Assignment: Where the records below have a line with "body", that line is to be copied.

Dataset entries

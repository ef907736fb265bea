//! `multipart/form-data` decoding.
//!
//! Parts are located by splitting the body on `--<boundary>`. Each part's
//! content starts after its first blank line. The body is handled as bytes so
//! uploaded files come through untouched.

use thiserror::Error;

use crate::http::request::FormData;

const DISPOSITION: &[u8] = b"Content-Disposition";
const BLANK_LINE: &[u8] = b"\r\n\r\n";

#[derive(Debug, Clone, PartialEq, Eq, Error)]
pub enum MultipartError {
    #[error("part has no blank line between its headers and content")]
    MissingContent,
    #[error("Content-Disposition has no name attribute")]
    MissingName,
}

/// Finds the boundary token for a multipart body.
///
/// The `boundary=` parameter of `Content-Type` wins. A separate `Boundary`
/// header is accepted as a fallback for older clients.
pub fn resolve_boundary(content_type: &str, boundary_header: Option<&str>) -> Option<String> {
    content_type
        .split(';')
        .skip(1)
        .filter_map(|param| param.trim().split_once('='))
        .find(|(key, _)| key.trim().eq_ignore_ascii_case("boundary"))
        .map(|(_, value)| unquote(value.trim()).to_string())
        .or_else(|| boundary_header.map(|b| b.trim().to_string()))
        .filter(|b| !b.is_empty())
}

pub fn parse_multipart(body: &[u8], boundary: &str) -> Result<FormData, MultipartError> {
    let delimiter = [&b"--"[..], boundary.as_bytes()].concat();
    let mut form = FormData::default();

    for part in split_bytes(body, &delimiter) {
        if find(part, DISPOSITION).is_none() {
            continue;
        }

        let part = part.strip_prefix(b"\r\n").unwrap_or(part);
        let split_at = find(part, BLANK_LINE).ok_or(MultipartError::MissingContent)?;
        let head = String::from_utf8_lossy(&part[..split_at]);
        let content = &part[split_at + BLANK_LINE.len()..];

        let disposition = head
            .split("\r\n")
            .find_map(|line| {
                let (key, value) = line.split_once(':')?;
                key.trim()
                    .eq_ignore_ascii_case("Content-Disposition")
                    .then_some(value)
            })
            .ok_or(MultipartError::MissingName)?;

        let name = disposition_param(disposition, "name").ok_or(MultipartError::MissingName)?;

        match disposition_param(disposition, "filename") {
            Some(filename) => {
                let content = content.strip_suffix(b"\r\n").unwrap_or(content);
                form.files.insert(filename.to_string(), content.to_vec());
            }
            None => {
                let value = String::from_utf8_lossy(content).trim().to_string();
                form.fields.insert(name.to_string(), value);
            }
        }
    }

    Ok(form)
}

/// Reads `key="value"` out of a `form-data; name="a"; filename="b"` line.
fn disposition_param<'a>(disposition: &'a str, key: &str) -> Option<&'a str> {
    disposition
        .split(';')
        .filter_map(|param| param.trim().split_once('='))
        .find(|(k, _)| k.trim() == key)
        .map(|(_, v)| unquote(v.trim()))
}

fn unquote(s: &str) -> &str {
    s.strip_prefix('"')
        .and_then(|s| s.strip_suffix('"'))
        .unwrap_or(s)
}

fn find(haystack: &[u8], needle: &[u8]) -> Option<usize> {
    if needle.is_empty() || haystack.len() < needle.len() {
        return None;
    }
    haystack.windows(needle.len()).position(|w| w == needle)
}

fn split_bytes<'a>(mut input: &'a [u8], delimiter: &[u8]) -> Vec<&'a [u8]> {
    let mut parts = Vec::new();
    while let Some(at) = find(input, delimiter) {
        parts.push(&input[..at]);
        input = &input[at + delimiter.len()..];
    }
    parts.push(input);
    parts
}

Task result:
//! Parts are located by splitting the body on `--<boundary>`. Each part's
//! content starts after its first blank line. The body is handled as bytes so
/// Finds the boundary token for a multipart body.
pub fn parse_multipart(body: &[u8], boundary: &str) -> Result<FormData, MultipartError> {
    for part in split_bytes(body, &delimiter) {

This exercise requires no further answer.